The workshop grew out of the Trinidad and Tobago Drama Group in 1970, which was led by Dr. Clarence Bayne. It was incorporated in 1972 and in the five decades that followed the company went on to entrench itself as a cultural force in Canada.
In the ten seasons that he has been serving as the workshop’s artistic director, Amorer, who studied at Concordia University’s Theatre Department and at the Birmingham Conservatory for Classical Theatre at the Stratford Festival looks back on many highlights but points to two seminal plays Angelique and Adventures of a Black Girl in Search of God as a memorable moment.
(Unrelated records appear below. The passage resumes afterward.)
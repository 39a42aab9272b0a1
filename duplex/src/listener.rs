//! [`Listener`]: a bound endpoint accepting inbound Connections (spec.md
//! §4.4). One accept-loop task per bound endpoint; on accept error the loop
//! exits (auto-unbind).

use std::sync::atomic::AtomicU32;
use std::sync::Arc;

use flume::{Receiver, Sender};
use tracing::debug;

use duplex_core::endpoint::Endpoint;
use duplex_core::error::DuplexError;
use duplex_core::id::PeerId;
use duplex_core::inproc::InprocRegistry;
use duplex_transport::adapters::{self, EstablishedConnection, EstablishError};
use duplex_transport::handshake::StaticIdentity;
use duplex_transport::message_stream::MessageTransport;

use crate::connection;
use crate::peer::WeakPeerHandle;

/// A live listener: the accept-loop task's stop switch.
pub struct ListenerHandle {
    endpoint: Endpoint,
    close_tx: Sender<()>,
}

impl ListenerHandle {
    #[must_use]
    pub fn endpoint(&self) -> &Endpoint {
        &self.endpoint
    }

    pub(crate) fn stop(&self) {
        let _ = self.close_tx.try_send(());
    }
}

/// Shared context every accept-loop/completion task needs; bundled so the
/// per-scheme spawn sites stay short.
#[derive(Clone)]
struct ListenContext {
    endpoint: Endpoint,
    identity: Arc<StaticIdentity>,
    authorized_keys: Option<Arc<[[u8; 32]]>>,
    local_peer_id: PeerId,
    next_channel_id: Arc<AtomicU32>,
    peer: WeakPeerHandle,
}

/// Bind `endpoint` and start its accept loop.
pub(crate) async fn bind(
    endpoint: Endpoint,
    identity: Arc<StaticIdentity>,
    authorized_keys: Option<Arc<[[u8; 32]]>>,
    local_peer_id: PeerId,
    next_channel_id: Arc<AtomicU32>,
    inproc_registry: Arc<InprocRegistry>,
    peer: WeakPeerHandle,
) -> Result<ListenerHandle, DuplexError> {
    let (close_tx, close_rx) = flume::bounded(1);
    let ctx = ListenContext {
        endpoint: endpoint.clone(),
        identity,
        authorized_keys,
        local_peer_id,
        next_channel_id,
        peer,
    };

    match &endpoint {
        Endpoint::Tcp(addr) => {
            let listener = duplex_core::tcp::bind(*addr).await?;
            compio::runtime::spawn(accept_tcp_loop(listener, ctx, close_rx)).detach();
        }
        #[cfg(unix)]
        Endpoint::Unix(path) => {
            let listener = duplex_core::unix::bind(path).await?;
            compio::runtime::spawn(accept_unix_loop(listener, ctx, close_rx)).detach();
        }
        Endpoint::Inproc(name) => {
            let accept_rx = inproc_registry.bind(name)?;
            compio::runtime::spawn(accept_inproc_loop(accept_rx, ctx, close_rx)).detach();
        }
    }

    Ok(ListenerHandle { endpoint, close_tx })
}

async fn accept_tcp_loop(listener: compio::net::TcpListener, ctx: ListenContext, close_rx: Receiver<()>) {
    loop {
        futures::select_biased! {
            _ = close_rx.recv_async() => break,
            accepted = duplex_core::tcp::accept(&listener) => {
                match accepted {
                    Ok(stream) => {
                        let ctx = ctx.clone();
                        compio::runtime::spawn(async move {
                            let established = adapters::accept_tcp(stream, &ctx.identity, ctx.authorized_keys.as_deref(), ctx.local_peer_id).await;
                            complete(established, &ctx).await;
                        })
                        .detach();
                    }
                    Err(err) => {
                        debug!(%err, endpoint = %ctx.endpoint, "listener accept failed, auto-unbinding");
                        break;
                    }
                }
            }
        }
    }
}

#[cfg(unix)]
async fn accept_unix_loop(listener: compio::net::UnixListener, ctx: ListenContext, close_rx: Receiver<()>) {
    loop {
        futures::select_biased! {
            _ = close_rx.recv_async() => break,
            accepted = duplex_core::unix::accept(&listener) => {
                match accepted {
                    Ok(stream) => {
                        let ctx = ctx.clone();
                        compio::runtime::spawn(async move {
                            let established = adapters::accept_unix(stream, &ctx.identity, ctx.authorized_keys.as_deref(), ctx.local_peer_id).await;
                            complete(established, &ctx).await;
                        })
                        .detach();
                    }
                    Err(err) => {
                        debug!(%err, endpoint = %ctx.endpoint, "listener accept failed, auto-unbinding");
                        break;
                    }
                }
            }
        }
    }
}

async fn accept_inproc_loop(accept_rx: Receiver<duplex_core::inproc::InprocPipe>, ctx: ListenContext, close_rx: Receiver<()>) {
    loop {
        futures::select_biased! {
            _ = close_rx.recv_async() => break,
            accepted = accept_rx.recv_async() => {
                match accepted {
                    Ok(pipe) => {
                        let ctx = ctx.clone();
                        compio::runtime::spawn(async move {
                            let established = adapters::accept_inproc(pipe, &ctx.identity, ctx.authorized_keys.as_deref(), ctx.local_peer_id).await;
                            complete(established, &ctx).await;
                        })
                        .detach();
                    }
                    Err(_closed) => break,
                }
            }
        }
    }
}

async fn complete<T>(established: Result<EstablishedConnection<T>, EstablishError>, ctx: &ListenContext)
where
    T: MessageTransport + 'static,
{
    match established {
        Ok(established) => {
            let connection = connection::spawn(established, ctx.endpoint.clone(), Arc::clone(&ctx.next_channel_id), ctx.peer.clone());
            ctx.peer.register_inbound_connection(connection).await;
        }
        Err(err) => {
            debug!(%err, endpoint = %ctx.endpoint, "inbound handshake/greeting failed");
        }
    }
}
use crate::condensed_tree::CondensedTree;
#[cfg(feature = "parallel")]
use crate::neighbours::parallel;
use crate::neighbours::{serial, NeighbourSearch};
use crate::spanning_tree::{make_single_linkage_tree, prims_min_spanning_tree};
use crate::validation::DataValidator;
#[cfg(feature = "parallel")]
use crate::clustering::summarise;
#[cfg(feature = "parallel")]
use crate::ClusteringResult;
use crate::{Algorithm, DensityClusterer, HdbscanHyperParams, Result, NOISE_LABEL};
use num_traits::Float;

// A cluster of one point is no cluster at all
const MIN_CLUSTER_SIZE_MINIMUM: usize = 2;

/// Hierarchical density based clustering (HDBSCAN) over a borrowed point set.
///
/// Rather than a single radius, HDBSCAN looks at the data at every density. It links points by
/// mutual reachability distance, condenses the resulting hierarchy so that only groups of at
/// least `min_cluster_size` points count as clusters, and keeps the clusters that persist over
/// the widest range of densities. Points outside those clusters are noise.
#[derive(Debug, Clone, PartialEq)]
pub struct Hdbscan<'a, T> {
    data: &'a [Vec<T>],
    hp: HdbscanHyperParams,
}

/// Sizes after clamping to what the data allows.
struct EffectiveSizes {
    min_cluster_size: usize,
    min_samples: usize,
}

impl<'a, T: Float> Hdbscan<'a, T> {
    /// Creates an HDBSCAN clusterer using a custom hyper parameter configuration.
    ///
    /// # Examples
    /// ```
    ///use density_outliers::{Hdbscan, HdbscanHyperParams};
    ///
    ///let data: Vec<Vec<f32>> = vec![
    ///    vec![1.3, 1.1],
    ///    vec![1.3, 1.2],
    ///    vec![1.0, 1.1],
    ///    vec![1.2, 1.2],
    ///    vec![0.9, 1.0],
    ///    vec![0.9, 1.0],
    ///    vec![3.7, 4.0],
    ///    vec![3.9, 3.9],
    ///];
    ///let config = HdbscanHyperParams::builder()
    ///    .min_cluster_size(3)
    ///    .min_samples(2)
    ///    .build();
    ///let clusterer = Hdbscan::new(&data, config);
    ///assert_eq!(data.len(), clusterer.cluster().unwrap().len());
    /// ```
    pub fn new(data: &'a [Vec<T>], hyper_params: HdbscanHyperParams) -> Self {
        Hdbscan {
            data,
            hp: hyper_params,
        }
    }

    /// Creates an HDBSCAN clusterer using the default hyper parameters.
    pub fn default_hyper_params(data: &'a [Vec<T>]) -> Self {
        Hdbscan::new(data, HdbscanHyperParams::default())
    }

    /// Performs clustering on the points passed to the constructor.
    ///
    /// # Returns
    /// * A label per point: a cluster id from 0 upwards, or -1 for noise. An error is
    ///   returned if the data is empty, has mismatched dimensions or non-finite coordinates,
    ///   or if a hyper parameter is zero.
    ///
    /// # Examples
    /// ```
    ///use std::collections::HashSet;
    ///use density_outliers::Hdbscan;
    ///
    ///let data: Vec<Vec<f32>> = vec![
    ///    vec![1.5, 2.2],
    ///    vec![1.0, 1.1],
    ///    vec![1.2, 1.4],
    ///    vec![0.8, 1.0],
    ///    vec![1.1, 1.0],
    ///    vec![3.7, 4.0],
    ///    vec![3.9, 3.9],
    ///    vec![3.6, 4.1],
    ///    vec![3.8, 3.9],
    ///    vec![4.0, 4.1],
    ///    vec![10.0, 10.0],
    ///];
    ///let clusterer = Hdbscan::default_hyper_params(&data);
    ///let labels = clusterer.cluster().unwrap();
    /// // First five points form one cluster
    ///assert_eq!(1, labels[..5].iter().collect::<HashSet<_>>().len());
    /// // Next five points are a second cluster
    ///assert_eq!(1, labels[5..10].iter().collect::<HashSet<_>>().len());
    /// // The final point is noise
    ///assert_eq!(-1, labels[10]);
    /// ```
    pub fn cluster(&self) -> Result<Vec<i32>> {
        let Some(sizes) = self.prepare()? else {
            return Ok(vec![NOISE_LABEL; self.data.len()]);
        };
        let search = NeighbourSearch::new(self.data, self.hp.nn_algo, self.hp.dist_metric)?;
        let core_distances = serial::calc_core_distances(&search, sizes.min_samples)?;
        Ok(self.label_hierarchy(&core_distances, sizes.min_cluster_size))
    }

    /// Validates the input and settles the sizes to cluster with. `None` means there are
    /// too few points for any cluster, so everything is noise.
    fn prepare(&self) -> Result<Option<EffectiveSizes>> {
        DataValidator::infer(self.data)?.validate_input_data(self.data)?;
        self.hp.validate()?;
        let n_samples = self.data.len();

        let mut min_cluster_size = self.hp.min_cluster_size;
        if min_cluster_size < MIN_CLUSTER_SIZE_MINIMUM {
            tracing::warn!(
                min_cluster_size,
                "min_cluster_size is below the minimum of {MIN_CLUSTER_SIZE_MINIMUM}, raising it"
            );
            min_cluster_size = MIN_CLUSTER_SIZE_MINIMUM;
        }
        if n_samples < min_cluster_size {
            tracing::debug!(n_samples, min_cluster_size, "too few points to form a cluster");
            return Ok(None);
        }

        let mut min_samples = self.hp.min_samples;
        if min_samples > n_samples {
            tracing::warn!(
                min_samples,
                n_samples,
                "min_samples exceeds the number of points, using {n_samples}"
            );
            min_samples = n_samples;
        }

        Ok(Some(EffectiveSizes {
            min_cluster_size,
            min_samples,
        }))
    }

    fn label_hierarchy(&self, core_distances: &[T], min_cluster_size: usize) -> Vec<i32> {
        let n_samples = self.data.len();
        let min_spanning_tree =
            prims_min_spanning_tree(self.data, core_distances, self.hp.dist_metric);
        let single_linkage_tree = make_single_linkage_tree(&min_spanning_tree, n_samples);
        let condensed_tree = CondensedTree::new(&single_linkage_tree, n_samples, min_cluster_size);
        let winning_clusters = condensed_tree.select_clusters(self.hp.allow_single_cluster);
        condensed_tree.label_points(&winning_clusters)
    }
}

#[cfg(feature = "parallel")]
impl<'a, T: Float + Send + Sync> Hdbscan<'a, T> {
    /// Performs clustering with core distances computed on the rayon thread pool. Produces the
    /// same labels as [`Hdbscan::cluster`]. Not worthwhile for small datasets.
    pub fn cluster_par(&self) -> Result<Vec<i32>> {
        let Some(sizes) = self.prepare()? else {
            return Ok(vec![NOISE_LABEL; self.data.len()]);
        };
        let search = NeighbourSearch::new(self.data, self.hp.nn_algo, self.hp.dist_metric)?;
        let core_distances = parallel::calc_core_distances(&search, sizes.min_samples)?;
        Ok(self.label_hierarchy(&core_distances, sizes.min_cluster_size))
    }

    pub fn fit_par(&self) -> Result<ClusteringResult> {
        Ok(summarise(Algorithm::Hdbscan, self.cluster_par()?))
    }
}

impl<'a, T: Float> DensityClusterer for Hdbscan<'a, T> {
    fn algorithm(&self) -> Algorithm {
        Algorithm::Hdbscan
    }

    fn cluster(&self) -> Result<Vec<i32>> {
        Hdbscan::cluster(self)
    }
}

#[cfg(test)]
mod tests {
    use super::*;
    use crate::{DistanceMetric, NnAlgorithm, OutlierError};
    use std::collections::HashSet;

    fn two_blobs() -> Vec<Vec<f64>> {
        vec![
            vec![1.5, 2.2],
            vec![1.0, 1.1],
            vec![1.2, 1.4],
            vec![0.8, 1.0],
            vec![1.1, 1.0],
            vec![3.7, 4.0],
            vec![3.9, 3.9],
            vec![3.6, 4.1],
            vec![3.8, 3.9],
            vec![4.0, 4.1],
            vec![10.0, 10.0],
        ]
    }

    #[test]
    fn cluster() {
        let data = two_blobs();
        let labels = Hdbscan::default_hyper_params(&data).cluster().unwrap();
        assert_eq!(1, labels[..5].iter().collect::<HashSet<_>>().len());
        assert_eq!(1, labels[5..10].iter().collect::<HashSet<_>>().len());
        assert_ne!(labels[0], labels[5]);
        assert!(labels[0] >= 0 && labels[5] >= 0);
        assert_eq!(-1, labels[10]);
    }

    #[cfg(feature = "parallel")]
    #[test]
    fn fit_par_matches_fit() {
        let data = two_blobs();
        let hdbscan = Hdbscan::default_hyper_params(&data);
        let result = hdbscan.fit_par().unwrap();
        assert_eq!(hdbscan.fit().unwrap(), result);
        assert_eq!(2, result.n_clusters());
        assert_eq!(1, result.n_noise_points());
    }

    #[test]
    fn kd_tree_agrees_with_brute_force() {
        let data = two_blobs();
        let brute = HdbscanHyperParams::builder().nn_algorithm(NnAlgorithm::BruteForce).build();
        let tree = HdbscanHyperParams::builder().nn_algorithm(NnAlgorithm::KdTree).build();
        assert_eq!(
            Hdbscan::new(&data, brute).cluster().unwrap(),
            Hdbscan::new(&data, tree).cluster().unwrap()
        );
    }

    #[test]
    fn manhattan() {
        let data = two_blobs();
        let hp = HdbscanHyperParams::builder().dist_metric(DistanceMetric::Manhattan).build();
        let labels = Hdbscan::new(&data, hp).cluster().unwrap();
        assert_eq!(-1, labels[10]);
        assert_eq!(2, labels.iter().filter(|&&l| l >= 0).collect::<HashSet<_>>().len());
    }

    #[test]
    fn too_few_points_are_all_noise() {
        let data = vec![vec![0.0, 0.0], vec![0.1, 0.1]];
        let labels = Hdbscan::default_hyper_params(&data).cluster().unwrap();
        assert_eq!(vec![-1, -1], labels);
    }

    #[test]
    fn min_samples_larger_than_data_is_clamped() {
        let data = two_blobs();
        let hp = HdbscanHyperParams::builder().min_cluster_size(5).min_samples(50).build();
        let labels = Hdbscan::new(&data, hp).cluster().unwrap();
        assert_eq!(data.len(), labels.len());
    }

    #[test]
    fn zero_min_cluster_size() {
        let data = two_blobs();
        let hp = HdbscanHyperParams::builder().min_cluster_size(0).min_samples(3).build();
        let result = Hdbscan::new(&data, hp).cluster();
        assert!(matches!(
            result,
            Err(OutlierError::InvalidParameter { name: "min_cluster_size", .. })
        ));
    }

    #[test]
    fn non_finite_coordinate() {
        let data = vec![vec![1.5, f64::INFINITY]];
        let result = Hdbscan::default_hyper_params(&data).cluster();
        assert!(matches!(result, Err(OutlierError::NonFiniteCoordinate(..))));
    }
}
“Angelique because it’s our story about a Montreal woman, who made her mark on the history of the city and Adventures because of the grandness of the production and the opportunity to experience the genius of playwright Janet Sears.” This year the workshop reached another milestone when it was named Co-Curating Company in Residence, at the National Arts Centre English Theatre in Ottawa.
It comes with an opportunity for the BTW to “have agency over half of English Theatre’s programming resources for the 2021–22 season.”
“Ideal chance for us to take the works of many talented Black artists to a national stage,” says an excited Amorer.
Looking forward he says there’s still a lot of work for him however he knows the time is due for conversations about a strong Black woman taking his place for the other leg of the journey.